Stored data entries:
****************************************

//! Common test utilities for jrh-client integration tests
//!
//! This module provides a scripted HTTP invoker and helpers for building
//! JSON-RPC answers, so client behavior can be tested without a server.

#![allow(dead_code)]

use async_trait::async_trait;
use bytes::Bytes;
use http::header::{CONTENT_ENCODING, CONTENT_TYPE};
use http::{HeaderMap, HeaderValue, StatusCode};
use jrh_client::{HttpInvoker, HttpRequest, HttpResponse, JrhClient};
use jrh_core::{Error, Result, SequentialIdGenerator};
use parking_lot::Mutex;
use serde_json::Value;
use std::collections::VecDeque;
use std::sync::atomic::{AtomicUsize, Ordering};
use std::sync::Arc;

pub const URI: &str = "http://localhost:8080/rpc";

/// One scripted answer of the mock invoker
pub enum Reply {
    /// Answer with this response
    Respond(HttpResponse),
    /// Fail the exchange with a transport error
    Fail(String),
    /// Never answer
    Hang,
}

/// HTTP invoker that plays back queued replies and records every request
#[derive(Clone, Default)]
pub struct MockInvoker {
    replies: Arc<Mutex<VecDeque<Reply>>>,
    requests: Arc<Mutex<Vec<HttpRequest>>>,
    calls: Arc<AtomicUsize>,
}

impl MockInvoker {
    pub fn new() -> Self {
        Self::default()
    }

    /// Queue a reply
    pub fn push(&self, reply: Reply) -> &Self {
        self.replies.lock().push_back(reply);
        self
    }

    /// Queue a `200` with a JSON body and the default content type
    pub fn push_json(&self, body: Value) -> &Self {
        self.push(Reply::Respond(json_response(&body)))
    }

    /// Queue a bodiless answer with this status
    pub fn push_status(&self, status: u16) -> &Self {
        let status = StatusCode::from_u16(status).unwrap_or(StatusCode::INTERNAL_SERVER_ERROR);
        self.push(Reply::Respond(HttpResponse::empty(status)))
    }

    /// Number of exchanges attempted
    pub fn calls(&self) -> usize {
        self.calls.load(Ordering::SeqCst)
    }

    /// Requests received so far
    pub fn requests(&self) -> Vec<HttpRequest> {
        self.requests.lock().clone()
    }

    /// Body of the `n`th request, parsed as JSON
    pub fn request_json(&self, n: usize) -> Value {
        let requests = self.requests.lock();
        serde_json::from_slice(&requests[n].body).unwrap()
    }

    /// Build a client that talks to this invoker with sequential numeric ids
    pub fn client(&self) -> JrhClient {
        JrhClient::builder(URI)
            .invoker(Arc::new(self.clone()))
            .id_generator(Arc::new(SequentialIdGenerator::new()))
            .build()
            .unwrap()
    }
}

#[async_trait]
impl HttpInvoker for MockInvoker {
    async fn send(&self, request: HttpRequest) -> Result<HttpResponse> {
        self.calls.fetch_add(1, Ordering::SeqCst);
        self.requests.lock().push(request);

        let reply = self.replies.lock().pop_front();
        match reply {
            Some(Reply::Respond(response)) => Ok(response),
            Some(Reply::Fail(message)) => Err(Error::Transport(message)),
            Some(Reply::Hang) => std::future::pending().await,
            None => Err(Error::Transport("no reply scripted".to_string())),
        }
    }
}

/// Headers of a JSON-RPC answer with the default media type
pub fn json_headers() -> HeaderMap {
    content_type_headers("application/json-rpc; charset=utf-8")
}

pub fn content_type_headers(content_type: &str) -> HeaderMap {
    let mut headers = HeaderMap::new();
    headers.insert(CONTENT_TYPE, HeaderValue::from_str(content_type).unwrap());
    headers
}

/// A `200` answer carrying `body`
pub fn json_response(body: &Value) -> HttpResponse {
    HttpResponse::from_bytes(StatusCode::OK, json_headers(), body.to_string())
}

/// A `200` answer whose body stream fails after the first chunk
pub fn broken_response(content_type: &str) -> HttpResponse {
    let chunks = vec![
        Ok(Bytes::from_static(b"<html>")),
        Err(std::io::Error::new(std::io::ErrorKind::ConnectionReset, "reset")),
    ];
    HttpResponse::new(
        StatusCode::OK,
        content_type_headers(content_type),
        futures::stream::iter(chunks),
    )
}

/// A `200` answer whose body went through the named content coding
pub fn encoded_response(body: Bytes, coding: &str) -> HttpResponse {
    let mut headers = json_headers();
    headers.insert(CONTENT_ENCODING, HeaderValue::from_str(coding).unwrap());
    HttpResponse::from_bytes(StatusCode::OK, headers, body)
}

/// Successful response object
pub fn success(id: Value, result: Value) -> Value {
    serde_json::json!({"jsonrpc": "2.0", "id": id, "result": result})
}

/// Error response object
pub fn failure(id: Value, code: i64, message: &str) -> Value {
    serde_json::json!({
        "jsonrpc": "2.0",
        "id": id,
        "error": {"code": code, "message": message}
    })
}

/// Error response object with a `data` member
pub fn failure_with_data(id: Value, code: i64, message: &str, data: Value) -> Value {
    serde_json::json!({
        "jsonrpc": "2.0",
        "id": id,
        "error": {"code": code, "message": message, "data": data}
    })
}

****************************************

Problem details —
Lines from the first one above through the line containing "use bytes::Bytes;" are to be retyped exactly, both included, and nothing more.

Task response —
//! Common test utilities for jrh-client integration tests
//!
//! This module provides a scripted HTTP invoker and helpers for building
//! JSON-RPC answers, so client behavior can be tested without a server.

#![allow(dead_code)]

use async_trait::async_trait;
use bytes::Bytes;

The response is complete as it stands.